March 28, 2010 1 comment

Neil DeGrasse Tyson recounts an evening with friends at a conference.  They had gotten to telling stories about being confronted by police:

I had a dozen different encounters to draw from.  There was the time I was stopped late at night at an underpass on an empty road in New Jersey for having changed lanes without signaling.  The officer told me to get out of my car and questioned me for ten minutes around back with the headlights of his squad car brightly illuminating my face.  Is this your car?  Yes.  Who is the woman in the passenger seat?  My wife.  Where are you coming from?  My parents’ house.  Where are you going?  Home.  What do you do for a living?  I am an astrophysicist at Princeton University.  What’s in your trunk?  A spare tire, and a lot of other greasy junk.  He went on to say that the “real reason” he stopped me was because my car’s license plates were much newer and shinier than the seventeen-year-old Ford that I was driving.  The officer was just making sure that neither the car nor the plates were stolen.

From Neil DeGrasse Tyson, The Sky Is Not The Limit: adventures of an urban astrophysicist.  I’ve linked the Kindle version, though my copy is an actual book on paper.  It’s kind of cool that even though the book is out of print, you can still get it in some form, no?  Though used copies are available; I got mine for a buck on the discount table of the college bookstore.

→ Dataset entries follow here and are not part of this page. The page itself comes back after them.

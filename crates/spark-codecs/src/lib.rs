#![warn(missing_docs)]

//! # spark-codecs
//!
//! ## 教案意图（Why）
//! - **职责定位**：帧头部的 `body_type` 字段只是一个字节标签，真正的序列化方式由注册表按标签查找；
//! - **扩展方式**：新增序列化格式只需实现 [`Marshal`] 并注册，分帧与连接层无需改动。
//!
//! ## 使用方式（How）
//! - [`MarshalRegistry::with_defaults`] 预置 [`JsonMarshal`]（标签 1）；
//! - [`MarshalRegistry::to_frame`] / [`MarshalRegistry::from_frame`] 在业务值与 [`ProtoFrame`] 之间转换。
//!
//! ## 契约说明（What）
//! - 同一标签重复注册时后者覆盖前者，并输出 `warn` 日志；
//! - 查找未注册的标签返回 [`MarshalError::UnknownType`]。
//!
//! [`ProtoFrame`]: spark_codec_frame::ProtoFrame

mod error;
mod json;
mod marshal;
mod registry;

pub use crate::error::MarshalError;
pub use crate::json::{JSON_TYPE, JsonMarshal};
pub use crate::marshal::Marshal;
pub use crate::registry::MarshalRegistry;
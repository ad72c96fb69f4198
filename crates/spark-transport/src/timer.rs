use std::fmt;
use std::sync::Arc;
use std::sync::atomic::{AtomicU8, Ordering};
use std::time::Duration;

use futures::future::BoxFuture;

use crate::Result;

/// 定时器到期后执行的任务。
pub type TimerTask = BoxFuture<'static, ()>;

/// 一次性延时调度器。
///
/// # 契约说明（What）
/// - `schedule` 在 `delay` 之后驱动 `task`，返回可取消的 [`Timeout`]；
/// - 定时器在 `stop` 之后拒绝新任务并返回 [`crate::TransportError::TimerStopped`]，已登记未到期的任务不再执行；
/// - 到期任务在执行前调用 [`Timeout::mark_fired`]，返回 `false` 时必须跳过。
pub trait Timer: Send + Sync + 'static {
    /// 登记延时任务。
    fn schedule(&self, delay: Duration, task: TimerTask) -> Result<Timeout>;

    /// 停止定时器。
    fn stop(&self);
}

const PENDING: u8 = 0;
const CANCELLED: u8 = 1;
const FIRED: u8 = 2;

/// 延时任务句柄。
///
/// 取消与到期通过一次 CAS 竞争，二者恰有一方成功。
#[derive(Clone)]
pub struct Timeout {
    state: Arc<AtomicU8>,
}

impl Timeout {
    /// 构造处于等待状态的句柄。
    pub fn new() -> Self {
        Self {
            state: Arc::new(AtomicU8::new(PENDING)),
        }
    }

    /// 取消任务；任务已执行或已取消时返回 `false`。
    pub fn cancel(&self) -> bool {
        self.state
            .compare_exchange(PENDING, CANCELLED, Ordering::AcqRel, Ordering::Acquire)
            .is_ok()
    }

    /// 标记任务开始执行；已取消时返回 `false`。
    pub fn mark_fired(&self) -> bool {
        self.state
            .compare_exchange(PENDING, FIRED, Ordering::AcqRel, Ordering::Acquire)
            .is_ok()
    }

    /// 是否已取消。
    pub fn is_cancelled(&self) -> bool {
        self.state.load(Ordering::Acquire) == CANCELLED
    }

    /// 是否已执行。
    pub fn is_fired(&self) -> bool {
        self.state.load(Ordering::Acquire) == FIRED
    }
}

impl Default for Timeout {
    fn default() -> Self {
        Self::new()
    }
}

impl fmt::Debug for Timeout {
    fn fmt(&self, f: &mut fmt::Formatter<'_>) -> fmt::Result {
        let state = match self.state.load(Ordering::Acquire) {
            PENDING => "pending",
            CANCELLED => "cancelled",
            _ => "fired",
        };
        f.debug_struct("Timeout").field("state", &state).finish()
    }
}
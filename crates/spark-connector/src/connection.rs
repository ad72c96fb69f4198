use std::fmt;
use std::sync::atomic::{AtomicBool, Ordering};
use std::sync::{Arc, OnceLock};

use parking_lot::Mutex;
use spark_transport::UnresolvedAddress;

/// 能够开启或停止自动重连的对象，通常是 [`crate::ReconnectWatchdog`]。
pub trait ReconnectSwitch: Send + Sync + 'static {
    /// `true` 开启自动重连，`false` 停止。
    fn set_reconnect(&self, enabled: bool);
}

type CompleteListener = Box<dyn FnOnce(&Connection) + Send + 'static>;

struct Completion {
    done: bool,
    listeners: Vec<CompleteListener>,
}

/// 面向应用层的逻辑连接句柄。
///
/// # 教案级注释
///
/// ## 意图（Why）
/// - 应用持有的是“到某个地址的连接意图”，底层通道可能尚未建立，也可能被看门狗替换多次；
/// - 注册表以它为单位批量停止重连。
///
/// ## 契约说明（What）
/// - 完成状态只会从“未完成”变为“已完成”一次，监听器按注册顺序各执行一次；
/// - 完成后注册的监听器在注册线程上立即执行；
/// - [`Connection::set_reconnect`] 转发给绑定的 [`ReconnectSwitch`]，未绑定时为空操作。
pub struct Connection {
    address: UnresolvedAddress,
    connected: AtomicBool,
    completion: Mutex<Completion>,
    reconnect: OnceLock<Arc<dyn ReconnectSwitch>>,
}

impl Connection {
    /// 构造尚未完成的连接句柄。
    pub fn new(address: UnresolvedAddress) -> Self {
        Self {
            address,
            connected: AtomicBool::new(false),
            completion: Mutex::new(Completion {
                done: false,
                listeners: Vec::new(),
            }),
            reconnect: OnceLock::new(),
        }
    }

    /// 远端地址。
    pub fn address(&self) -> &UnresolvedAddress {
        &self.address
    }

    /// 底层通道当前是否处于连接状态。
    pub fn is_connected(&self) -> bool {
        self.connected.load(Ordering::Acquire)
    }

    /// 更新连接状态。
    pub fn set_connected(&self, connected: bool) {
        self.connected.store(connected, Ordering::Release);
    }

    /// 是否已完成。
    pub fn is_complete(&self) -> bool {
        self.completion.lock().done
    }

    /// 标记完成并执行监听器；仅首次调用返回 `true`。
    pub fn set_complete(&self) -> bool {
        let listeners = {
            let mut completion = self.completion.lock();
            if completion.done {
                return false;
            }
            completion.done = true;
            std::mem::take(&mut completion.listeners)
        };
        for listener in listeners {
            listener(self);
        }
        true
    }

    /// 注册完成监听器。
    pub fn add_complete_listener<F>(&self, listener: F)
    where
        F: FnOnce(&Connection) + Send + 'static,
    {
        let mut completion = self.completion.lock();
        if completion.done {
            drop(completion);
            listener(self);
        } else {
            completion.listeners.push(Box::new(listener));
        }
    }

    /// 绑定重连开关；只能绑定一次，重复绑定返回 `false`。
    pub fn bind_reconnect(&self, switch: Arc<dyn ReconnectSwitch>) -> bool {
        self.reconnect.set(switch).is_ok()
    }

    /// 开启或停止自动重连。
    pub fn set_reconnect(&self, enabled: bool) {
        match self.reconnect.get() {
            Some(switch) => switch.set_reconnect(enabled),
            None => tracing::trace!(
                target: "spark.connector.registry",
                address = %self.address,
                "connection has no reconnect switch bound"
            ),
        }
    }
}

impl fmt::Debug for Connection {
    fn fmt(&self, f: &mut fmt::Formatter<'_>) -> fmt::Result {
        f.debug_struct("Connection")
            .field("address", &self.address)
            .field("connected", &self.is_connected())
            .field("complete", &self.is_complete())
            .finish()
    }
}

The quote is from a moving chapter, Dark Matters in which he recounts his path to gaining his PhD in astrophysics, bringing “the national total of Black astrophysicists from six to seven (out of four thousand nationwide)”.  I had wondered why, though a top athlete, he had declined an invitation to appear in the “sexiest scientists” calendar but the chapter explains it completely.  And also the reason why, though frequently challenged to become some kind of civil rights spokesman, he chose to become an astrophysicist instead. 

I’d love to think we live in a post-racial era in our country.  I once did think that, in fact.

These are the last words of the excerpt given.